## INSTRUCTIONS FOR THE TASK:
Look below. Copy each line that has "state" in it.

Stored data
'''

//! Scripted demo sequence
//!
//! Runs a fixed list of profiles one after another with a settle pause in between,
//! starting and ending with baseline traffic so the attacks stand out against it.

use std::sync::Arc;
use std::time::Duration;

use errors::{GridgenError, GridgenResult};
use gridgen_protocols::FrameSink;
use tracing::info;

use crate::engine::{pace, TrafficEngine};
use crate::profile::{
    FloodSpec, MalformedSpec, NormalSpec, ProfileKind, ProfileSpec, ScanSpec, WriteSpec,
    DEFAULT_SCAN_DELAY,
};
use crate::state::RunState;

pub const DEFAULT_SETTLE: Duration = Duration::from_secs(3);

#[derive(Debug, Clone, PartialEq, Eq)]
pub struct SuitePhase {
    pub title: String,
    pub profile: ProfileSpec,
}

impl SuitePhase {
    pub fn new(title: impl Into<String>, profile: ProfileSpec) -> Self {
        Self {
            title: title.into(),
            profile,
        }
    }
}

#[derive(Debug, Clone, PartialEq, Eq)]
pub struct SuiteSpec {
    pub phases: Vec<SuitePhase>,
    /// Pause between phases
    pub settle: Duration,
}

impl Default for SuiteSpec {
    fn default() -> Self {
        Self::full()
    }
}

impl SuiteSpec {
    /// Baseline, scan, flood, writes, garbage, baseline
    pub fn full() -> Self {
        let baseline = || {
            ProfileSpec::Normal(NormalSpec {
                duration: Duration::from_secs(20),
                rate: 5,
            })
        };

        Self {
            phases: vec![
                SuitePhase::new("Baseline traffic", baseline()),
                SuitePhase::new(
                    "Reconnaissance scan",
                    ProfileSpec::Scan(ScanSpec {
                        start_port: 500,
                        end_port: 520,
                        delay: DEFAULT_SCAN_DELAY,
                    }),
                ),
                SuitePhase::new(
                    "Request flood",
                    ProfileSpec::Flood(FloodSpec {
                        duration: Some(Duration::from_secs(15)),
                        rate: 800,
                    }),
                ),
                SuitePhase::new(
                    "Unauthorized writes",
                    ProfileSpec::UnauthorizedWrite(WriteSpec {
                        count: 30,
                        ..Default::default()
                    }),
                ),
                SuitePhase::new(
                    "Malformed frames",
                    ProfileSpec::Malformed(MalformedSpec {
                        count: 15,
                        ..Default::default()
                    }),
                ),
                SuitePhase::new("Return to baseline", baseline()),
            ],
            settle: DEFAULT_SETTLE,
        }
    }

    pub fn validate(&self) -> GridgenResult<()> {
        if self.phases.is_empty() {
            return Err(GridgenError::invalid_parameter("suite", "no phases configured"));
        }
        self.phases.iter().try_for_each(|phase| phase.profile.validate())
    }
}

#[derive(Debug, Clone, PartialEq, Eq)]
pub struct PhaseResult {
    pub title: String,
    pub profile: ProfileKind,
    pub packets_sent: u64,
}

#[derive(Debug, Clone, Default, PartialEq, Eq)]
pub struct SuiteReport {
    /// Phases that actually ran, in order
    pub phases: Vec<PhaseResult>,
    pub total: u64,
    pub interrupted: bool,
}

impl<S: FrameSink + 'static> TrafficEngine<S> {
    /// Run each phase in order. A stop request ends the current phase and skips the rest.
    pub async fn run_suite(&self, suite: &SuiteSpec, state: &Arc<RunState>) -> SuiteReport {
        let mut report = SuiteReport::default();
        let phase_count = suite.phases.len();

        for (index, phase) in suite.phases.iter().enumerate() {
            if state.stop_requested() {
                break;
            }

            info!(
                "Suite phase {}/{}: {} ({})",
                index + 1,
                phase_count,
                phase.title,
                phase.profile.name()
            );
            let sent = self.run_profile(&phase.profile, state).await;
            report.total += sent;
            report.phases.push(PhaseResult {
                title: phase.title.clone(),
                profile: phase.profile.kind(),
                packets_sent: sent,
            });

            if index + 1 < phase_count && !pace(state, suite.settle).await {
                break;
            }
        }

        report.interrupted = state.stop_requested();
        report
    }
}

'''
'''

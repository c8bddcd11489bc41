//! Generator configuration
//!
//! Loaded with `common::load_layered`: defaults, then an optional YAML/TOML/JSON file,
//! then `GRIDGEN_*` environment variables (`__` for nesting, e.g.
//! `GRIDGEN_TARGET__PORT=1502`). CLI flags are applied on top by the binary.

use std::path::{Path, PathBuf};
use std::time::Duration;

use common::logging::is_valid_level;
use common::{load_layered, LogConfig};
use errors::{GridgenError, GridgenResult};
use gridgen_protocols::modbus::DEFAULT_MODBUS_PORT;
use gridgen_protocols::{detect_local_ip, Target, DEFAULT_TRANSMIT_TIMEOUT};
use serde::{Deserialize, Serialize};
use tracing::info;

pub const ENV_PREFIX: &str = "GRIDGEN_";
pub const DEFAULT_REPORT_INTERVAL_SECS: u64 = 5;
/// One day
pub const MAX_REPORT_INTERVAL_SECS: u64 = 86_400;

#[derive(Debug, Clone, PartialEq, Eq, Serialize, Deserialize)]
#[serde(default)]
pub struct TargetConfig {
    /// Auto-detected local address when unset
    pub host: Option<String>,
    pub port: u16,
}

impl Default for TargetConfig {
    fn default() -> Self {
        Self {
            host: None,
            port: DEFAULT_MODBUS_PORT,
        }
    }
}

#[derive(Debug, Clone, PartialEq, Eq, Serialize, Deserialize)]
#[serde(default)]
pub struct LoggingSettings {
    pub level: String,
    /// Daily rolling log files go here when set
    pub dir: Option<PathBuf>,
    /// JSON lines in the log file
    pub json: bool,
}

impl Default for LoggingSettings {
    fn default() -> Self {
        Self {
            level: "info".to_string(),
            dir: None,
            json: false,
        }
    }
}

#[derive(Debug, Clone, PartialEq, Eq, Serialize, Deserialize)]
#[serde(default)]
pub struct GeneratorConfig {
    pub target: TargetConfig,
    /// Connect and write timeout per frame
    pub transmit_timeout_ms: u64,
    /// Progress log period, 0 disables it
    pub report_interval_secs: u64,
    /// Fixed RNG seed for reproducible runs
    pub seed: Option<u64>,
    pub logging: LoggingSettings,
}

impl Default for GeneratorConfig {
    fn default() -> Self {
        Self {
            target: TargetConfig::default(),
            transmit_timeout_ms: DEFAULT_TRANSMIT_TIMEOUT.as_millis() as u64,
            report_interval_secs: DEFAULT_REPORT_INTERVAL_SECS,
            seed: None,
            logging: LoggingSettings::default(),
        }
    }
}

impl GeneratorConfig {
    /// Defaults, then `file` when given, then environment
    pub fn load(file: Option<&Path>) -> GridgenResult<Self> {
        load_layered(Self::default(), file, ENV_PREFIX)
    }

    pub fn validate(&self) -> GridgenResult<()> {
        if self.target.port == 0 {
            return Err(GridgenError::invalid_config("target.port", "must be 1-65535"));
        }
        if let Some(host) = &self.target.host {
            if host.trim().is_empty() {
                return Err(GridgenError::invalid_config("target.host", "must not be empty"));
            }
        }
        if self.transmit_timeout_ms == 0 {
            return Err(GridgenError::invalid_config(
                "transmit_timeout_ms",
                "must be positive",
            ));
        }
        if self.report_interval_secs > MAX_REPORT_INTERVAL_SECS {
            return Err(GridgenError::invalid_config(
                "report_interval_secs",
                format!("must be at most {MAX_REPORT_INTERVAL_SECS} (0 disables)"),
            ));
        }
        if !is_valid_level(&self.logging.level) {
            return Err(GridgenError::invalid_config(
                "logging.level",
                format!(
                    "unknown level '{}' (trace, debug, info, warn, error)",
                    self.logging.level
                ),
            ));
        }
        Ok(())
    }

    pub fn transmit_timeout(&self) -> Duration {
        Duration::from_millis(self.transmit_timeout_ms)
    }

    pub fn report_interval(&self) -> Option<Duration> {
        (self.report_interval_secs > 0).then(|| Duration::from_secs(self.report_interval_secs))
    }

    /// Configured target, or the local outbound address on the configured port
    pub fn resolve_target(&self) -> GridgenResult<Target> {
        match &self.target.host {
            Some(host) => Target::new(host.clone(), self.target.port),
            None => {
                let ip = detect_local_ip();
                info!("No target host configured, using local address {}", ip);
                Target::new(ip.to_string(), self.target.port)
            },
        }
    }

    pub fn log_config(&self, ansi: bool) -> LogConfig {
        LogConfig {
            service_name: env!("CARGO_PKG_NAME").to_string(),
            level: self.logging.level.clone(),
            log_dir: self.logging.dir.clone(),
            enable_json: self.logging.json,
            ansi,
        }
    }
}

'''

## TASK RESULT:
use crate::state::RunState;
    pub async fn run_suite(&self, suite: &SuiteSpec, state: &Arc<RunState>) -> SuiteReport {
            if state.stop_requested() {
            let sent = self.run_profile(&phase.profile, state).await;
            if index + 1 < phase_count && !pace(state, suite.settle).await {
        report.interrupted = state.stop_requested();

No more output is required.